I've spent the last two weeks working on new compounds, one is a variation on a ligand we've been using here, and the other is a new metal complex. After a considerable amount of effort I have made (I think) both of them, but they are so unstable they fall apart into starting material. That is to say, there is more than one way to make these things. Say I can get complex P (the desired product) either starting with A + B or C + D. What I have essentially done is found a way to fleetingly make P from A + B but ultimately what I have done is to make C and D from A + B in a really fantastically expensive and time consuming way. Not that this is uncommon, but to have it occur to two different projects at the same time is extraordinarily frustrating.

May 11, 2007

steady progress

I did get my line back from the glassblower and in fine condition. I reset all the clamps and got the pump oil warmed back up. All the pins are greased, the inert gas manifold now has an inlet and an outlet at the opposite end (as it should) and a shiny new Hg bubbler/monometer vented (through a sulfur trap of course) up into the hood. Proffesor Heller was not particularly pleased about the Hg, and pointed out (rather after the fact) that we had some stop-flow valves in the lab for that purpose, but I don't have a port for a pressure gauge, nor do I really want one, so the Hg monometer still serves some purpose. Enjoy this picture of my hood, and notice that this is as clean as its ever going to be for the rest of existance. The line is repaired, the inside is clean from when the sash was fixed. (Those stains are happy accidents of years gone by.) A fix on the fridge is in the works and soon my chemistry might even start to work again. Keep your fingers crossed.

May 8, 2007

wrong

Things have not improved. Our chemical storage refrigerator stopped working over the weekend. There are two reasons to keep chemicals in a cold storage refrigerator: it will decompose to something else or it has a very low boiling point and could generate enough pressure in a closed container to explode at room temperature. This means that you need to have an explosion-proof fridge, just in case. And we did, (luckily nothing blew up) but it also makes repair or replacement a much more expensive proposition for the lab.
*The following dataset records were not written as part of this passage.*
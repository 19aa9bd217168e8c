//! Scenarios around the rollback engine.

use chrono::Duration;
use uuid::Uuid;

use super::{at, seed_player, store, T0};
use crate::audit::rollback;
use crate::punishments::engine::{self, CreateManual};
use crate::settings::TypeRegistry;
use crate::time::Millis;
use crate::Result;

fn ban(issuer: &str, reason: &str) -> CreateManual {
	CreateManual {
		issuer_name: issuer.to_owned(),
		type_ordinal: 2,
		reason: reason.to_owned(),
		duration: Some(Millis::PERMANENT),
		evidence: None,
		alt_blocking: false,
		wipe_after_expiry: false,
		attached_ticket_ids: Vec::new(),
	}
}

#[tokio::test]
async fn staff_window_rollback_hits_exactly_the_window() -> Result<()> {
	let db = store().await;
	let registry = TypeRegistry::defaults();
	let target = Uuid::new_v4();
	let day = Duration::days(1);

	seed_player(&db, target, "victim", "203.0.113.7").await;

	// Monday: three punishments, Tuesday: two, Wednesday: one. All by the same staff
	// member, with one Tuesday entry from someone else mixed in.
	let monday = at(T0);
	let tuesday = monday + day;
	let wednesday = tuesday + day;

	for (issued, count) in [(monday, 3), (tuesday, 2), (wednesday, 1)] {
		for offset in 0..count {
			engine::create_manual(
				&db,
				&registry,
				target,
				ban("rogue_mod", "overreach"),
				issued + Duration::minutes(offset),
			)
			.await?;
		}
	}

	engine::create_manual(&db, &registry, target, ban("steve", "legit"), tuesday).await?;

	let summary = rollback::rollback_window(
		&db,
		tuesday,
		tuesday + day - Duration::seconds(1),
		Some("rogue_mod"),
		"admin",
		wednesday + day,
	)
	.await?;

	assert_eq!(summary.punishment_ids.len(), 2);
	assert_eq!(summary.failed_players, 0);

	let player = db.require_player(target).await?;

	let rolled_back = player
		.punishments
		.iter()
		.filter(|punishment| punishment.data.rolled_back == Some(true))
		.count();

	assert_eq!(rolled_back, 2);

	// Monday, Wednesday and the other staff member's punishment are untouched.
	assert_eq!(player.punishments.len(), 7);

	// Re-running the identical window mutates nothing.
	let again = rollback::rollback_window(
		&db,
		tuesday,
		tuesday + day - Duration::seconds(1),
		Some("rogue_mod"),
		"admin",
		wednesday + day,
	)
	.await?;

	assert!(again.punishment_ids.is_empty());

	Ok(())
}

#[tokio::test]
async fn single_rollback_is_idempotent_and_pardoning() -> Result<()> {
	let db = store().await;
	let registry = TypeRegistry::defaults();
	let target = Uuid::new_v4();

	seed_player(&db, target, "victim", "203.0.113.7").await;

	let punishment =
		engine::create_manual(&db, &registry, target, ban("rogue_mod", "overreach"), at(T0))
			.await?;

	let now = at(T0) + Duration::hours(1);
	let (_, rolled_back) = rollback::rollback_single(
		&db,
		&punishment.id,
		"admin",
		Some("mass unban".to_owned()),
		now,
	)
	.await?;

	assert_eq!(rolled_back.data.rolled_back, Some(true));
	assert_eq!(rolled_back.data.rollback_by.as_deref(), Some("admin"));
	assert!(!rolled_back.effective_state(now).active);
	assert!(!rolled_back.is_valid_for_execution(now));

	// The reversal is a pardon modification with a zero effective duration.
	let modification = rolled_back
		.modifications
		.first()
		.expect("one modification");

	assert_eq!(modification.effective_duration, Some(Millis(0)));

	let second = rollback::rollback_single(&db, &punishment.id, "admin", None, now).await;

	assert!(second.is_err_and(|error| error.is_conflict()));

	Ok(())
}
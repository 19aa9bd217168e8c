//! Types for modeling audit log entries.

use chrono::{DateTime, Utc};
use serde::{Deserialize, Serialize};
use serde_json::Value as JsonValue;
use utoipa::ToSchema;

/// How severe a log entry is.
#[derive(Debug, Clone, Copy, PartialEq, Eq, Serialize, Deserialize, ToSchema)]
#[serde(rename_all = "lowercase")]
pub enum LogLevel {
	/// Routine bookkeeping (logins, linking).
	Info,

	/// Moderation actions (punishments, pardons, rollbacks).
	Moderation,

	/// Something degraded but recoverable.
	Warn,

	/// Something failed.
	Error,
}

/// A persisted audit log entry.
#[derive(Debug, Clone, Serialize, Deserialize, ToSchema)]
#[serde(rename_all = "camelCase")]
pub struct LogEntry {
	/// The entry's id.
	pub id: i64,

	/// When the entry was written.
	#[serde(with = "chrono::serde::ts_milliseconds")]
	#[schema(value_type = i64)]
	pub created: DateTime<Utc>,

	/// How severe the entry is.
	pub level: LogLevel,

	/// Who produced the entry: a staff name, or `system`.
	pub source: String,

	/// The human-readable description.
	pub message: String,

	/// Structured context (punishment ids, target players, counts).
	#[serde(default, skip_serializing_if = "Option::is_none")]
	pub metadata: Option<JsonValue>,
}

/// A log entry that has not been persisted yet.
#[derive(Debug, Clone, Serialize, Deserialize)]
#[serde(rename_all = "camelCase")]
pub struct NewLogEntry {
	/// How severe the entry is.
	pub level: LogLevel,

	/// Who produced the entry: a staff name, or `system`.
	pub source: String,

	/// The human-readable description.
	pub message: String,

	/// Structured context (punishment ids, target players, counts).
	#[serde(default, skip_serializing_if = "Option::is_none")]
	pub metadata: Option<JsonValue>,
}
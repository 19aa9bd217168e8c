//! HTTP handler for `POST /player/disconnect`.

use axum::Json;
use chrono::Utc;

use crate::auth::Tenant;
use crate::sync::{DisconnectRequest, StatusResponse};
use crate::Result;

/// Record a player disconnect.
#[tracing::instrument(skip(tenant, request), fields(server = %tenant.server_name, player = %request.minecraft_uuid))]
#[utoipa::path(
  post,
  path = "/player/disconnect",
  tag = "Sync",
  security(("API Key" = [])),
  request_body = DisconnectRequest,
  responses(
    (status = 200, body = StatusResponse),
    (status = 401, description = "missing or invalid API key"),
    (status = 404, description = "no such player"),
  ),
)]
pub async fn disconnect(
	tenant: Tenant,
	Json(request): Json<DisconnectRequest>,
) -> Result<Json<StatusResponse>> {
	tenant
		.db
		.on_disconnect(request.minecraft_uuid, Utc::now())
		.await?;

	Ok(Json(StatusResponse::OK))
}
In better news I should get my line back tomorrow.

May 3, 2007

sash troubles

The cable which supports the counter weight for the sash on my fume hood snapped yesterday. This is a minor inconvenience compared to the other myriad of poor fortune which has befallen the lab in the last week. My Schlenk line is going to the glassblower on Tuesday (hopefully it will be in tip top condition upon its return.) To boot, Jake's line got completely wrecked and Derrik's sash had a crack in the safety glass, which the fellow's who came to fix my sash insisted also needed to be taken care of by ES&H regulations, so his line is down as well. For those of you keeping score, that leave two functional Schlenk lines - one of which is only half functional - for 8 lab members. Oh - and the facilities manager who came to check up on the sash progress noticed that some of the clamps we were using to hold the Schlenk lines up were wrapped in asbestos tape, so they were confiscated. Goody goody. Things can only improve from here.